Good Portraits — Utmost Respect

alexwh
3 min readNov 14, 2020
Wendy Grant- John — Photograph — Alex Waterhouse-Hayward

Wednesday, November 04, 2020

A local theatre company today squeezed my brain for information as a photographer on the photographs and life of Tina Modotti and Edward Weston. They asked me what made their photographs taken in Mexico so special.

I answered that they used 8x10 view cameras and depended on the magical Mexican light. If they used lights in their studios (and I believe they did) they were hot lights of a primitive kind. Harold Edgerton had yet to revolutionize photography with electronic flash.

In this 2020, photographers with their digital cameras demand extreme sharpness, intense (in photography the term is saturated) colours and few use studios or spend any time posing their subjects when it is that they photograph people and not unknowns on streetscapes with long (telephoto) lenses.

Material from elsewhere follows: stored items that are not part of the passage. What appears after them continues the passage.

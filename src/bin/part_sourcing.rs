use std::process::ExitCode;

use camino::Utf8PathBuf;
use clap::{Args, Parser, Subcommand};
use miette::IntoDiagnostic;
use tracing_subscriber::EnvFilter;

use part_sourcing::config::{ConfigLoader, ResolvedSettings};
use part_sourcing::delivery::{EnterpriseNotifier, FtpChannel, RemoteCopy};
use part_sourcing::domain::Provider;
use part_sourcing::error::SourcingError;
use part_sourcing::getchips::GetChipsHttpClient;
use part_sourcing::lookup::PartLookup;
use part_sourcing::nexar::NexarHttpClient;
use part_sourcing::output::{JsonOutput, LogSink};
use part_sourcing::pipeline::{Pipeline, PipelineOptions};
use part_sourcing::token::{HttpTokenSource, SystemClock, TokenManager};
use part_sourcing::watcher::{DirectoryWatcher, spawn_worker, watch_queue};

#[derive(Parser)]
#[command(name = "part-sourcing")]
#[command(about = "Look up offers for a spreadsheet of part numbers and deliver the result")]
#[command(version)]
struct Cli {
    #[arg(long, global = true)]
    config: Option<String>,

    #[command(subcommand)]
    command: Commands,
}

#[derive(Subcommand)]
enum Commands {
    #[command(about = "Process one input spreadsheet")]
    Process(ProcessArgs),
    #[command(about = "Watch a directory and process spreadsheets as they arrive")]
    Watch(WatchArgs),
}

#[derive(Args, Clone)]
struct RunArgs {
    #[arg(long, value_enum)]
    provider: Option<Provider>,

    #[arg(long)]
    chunk_size: Option<usize>,

    #[arg(long)]
    output_dir: Option<Utf8PathBuf>,
}

#[derive(Args)]
struct ProcessArgs {
    input: Utf8PathBuf,

    #[command(flatten)]
    run: RunArgs,
}

#[derive(Args)]
struct WatchArgs {
    #[arg(long, env = "WATCH_FOLDER")]
    dir: Option<Utf8PathBuf>,

    #[command(flatten)]
    run: RunArgs,
}

fn main() -> ExitCode {
    if let Err(report) = run() {
        eprintln!("{report:?}");
        if let Some(err) = report.downcast_ref::<SourcingError>() {
            return ExitCode::from(map_exit_code(err));
        }
        return ExitCode::from(1);
    }
    ExitCode::SUCCESS
}

fn map_exit_code(error: &SourcingError) -> u8 {
    match error {
        err if err.is_input_error() => 2,
        SourcingError::Auth(_) => 3,
        SourcingError::NoData(_) => 4,
        SourcingError::Delivery(_) => 5,
        _ => 1,
    }
}

fn run() -> miette::Result<()> {
    tracing_subscriber::fmt()
        .with_env_filter(EnvFilter::from_default_env())
        .with_target(false)
        .with_writer(std::io::stderr)
        .init();

    let cli = Cli::parse();
    let settings = ConfigLoader::resolve(cli.config.as_deref())?;

    match cli.command {
        Commands::Process(args) => run_process(args, settings),
        Commands::Watch(args) => run_watch(args, settings),
    }
}

fn run_process(args: ProcessArgs, settings: ResolvedSettings) -> miette::Result<()> {
    let pipeline = build_pipeline(&settings, &args.run)?;
    let report = pipeline.run(&args.input, &LogSink)?;
    JsonOutput::print_report(&report).into_diagnostic()?;
    Ok(())
}

fn run_watch(args: WatchArgs, settings: ResolvedSettings) -> miette::Result<()> {
    let dir = args
        .dir
        .or_else(|| settings.watch.folder.clone())
        .ok_or_else(|| miette::Report::msg("no watch folder (use --dir or WATCH_FOLDER)"))?;
    let pipeline = build_pipeline(&settings, &args.run)?;

    let (sender, receiver) = watch_queue();
    let worker = spawn_worker(receiver, move |path| {
        pipeline.run(path, &LogSink).map(|report| {
            tracing::info!(
                output = %report.output,
                records = report.records,
                "queued file processed"
            );
        })
    });
    let _watcher = DirectoryWatcher::start(&dir, settings.watch.clone(), sender)?;

    let handled = worker
        .join()
        .map_err(|_| miette::Report::msg("watch worker panicked"))?;
    tracing::info!(handled, "watch worker stopped");
    Ok(())
}

fn build_pipeline(
    settings: &ResolvedSettings,
    overrides: &RunArgs,
) -> Result<Pipeline<Box<dyn PartLookup>>, SourcingError> {
    let provider = overrides.provider.unwrap_or(settings.provider);
    let chunk_size = overrides.chunk_size.unwrap_or(settings.chunk_size);
    if chunk_size == 0 {
        return Err(SourcingError::Config(
            "chunk size must be at least 1".to_string(),
        ));
    }
    let options = PipelineOptions {
        chunk_size,
        parallelism: settings.parallelism,
        output_dir: overrides
            .output_dir
            .clone()
            .unwrap_or_else(|| settings.upload_folder.clone()),
        column: provider.identifier_column(),
    };

    let mut pipeline = Pipeline::new(build_lookup(settings, provider)?, options);
    if let Some(ftp) = &settings.ftp {
        pipeline = pipeline.with_channel(Box::new(FtpChannel::new(ftp.clone())));
    }
    if let Some(ssh) = &settings.ssh {
        if ssh.archive_input {
            pipeline = pipeline.with_archive(RemoteCopy::detect(ssh.clone()));
        }
        pipeline = pipeline.with_channel(RemoteCopy::detect(ssh.clone()));
    }
    if let Some(enterprise) = &settings.enterprise {
        pipeline = pipeline.with_notifier(Box::new(EnterpriseNotifier::new(enterprise.clone())?));
    }
    Ok(pipeline)
}

fn build_lookup(
    settings: &ResolvedSettings,
    provider: Provider,
) -> Result<Box<dyn PartLookup>, SourcingError> {
    match provider {
        Provider::Nexar => {
            let nexar = &settings.nexar;
            let source =
                HttpTokenSource::new(&nexar.token_url, &nexar.client_id, &nexar.client_secret)?;
            let tokens = TokenManager::new(Box::new(source), Box::new(SystemClock));
            Ok(Box::new(NexarHttpClient::new(
                &nexar.api_url,
                &nexar.currency,
                tokens,
            )?))
        }
        Provider::Getchips => {
            let getchips = &settings.getchips;
            let client =
                GetChipsHttpClient::new(&getchips.url, &getchips.token, &getchips.currency)?
                    .with_quantity(getchips.quantity);
            Ok(Box::new(client))
        }
    }
}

The charm of Weston’s and Modotti’s portraits is that contrast was reduced. The photographic materials of the time really could not bring too much detail into the shadows (although Ansel Adams pioneered the method that did just that).

When I got home I immediately went to the file of a former Musqueam Band chief Wendy Grant-John. I took this photograph in July 1997 for the Georgia Straight and I have no recollection why she is holding a basketball.

For this blog I purposely made the scan (a 6x7cm negative) darker and minimized the contrast. Perhaps it is too sharp. The view cameras that Weston and Modotti used had shallow depth of field (another charm of their portraits).

But I am very happy with this exposure.

Most important when taking a portrait of someone you do not know who enters your studio is to spend some time finding connections.

This is what I may have told her:

I lived in Mexico for many years. In 1975 my wife, two daughters and I moved to Vancouver. For about a year (and even now) I could not figure out why these MexicansI saw on the street did not understand my Spanish. I soon learned that Native Canadians, Native Mexicans and my very own Native Argentines all look much the same.

Or I might have told her:

The first job I was able to get when I arrived at Vancouver was washing cars at Tilden Rent-A-Car on Alberni Street. I was quickly promoted to counter clerk. I was told never to rent a car to anybody whose last name was George or John. I enquired as to why. They did not answer. When I finally insisted they told me, “ Because they are fu….. Indians!”

Two days later a long-haired man came to our establishment. He said his name was Moving Rock and that he wanted to rent a station wagon. At that moment I said to myself, “ He is going to get a car from me!”

A few weeks later the car was found abandoned in Arizona and I was almost fired. I was told, “ And that black pimp from Seattle, Johnny Stone, you rent Chevrolet Vegas to, don’t rent to him either.”

While some in this 2020 might think that both Tina Modotti and Edward Weston were culpable of cultural appropriation I would explain that most important when you look at their portraits you know that their subjects are treated with utmost respect.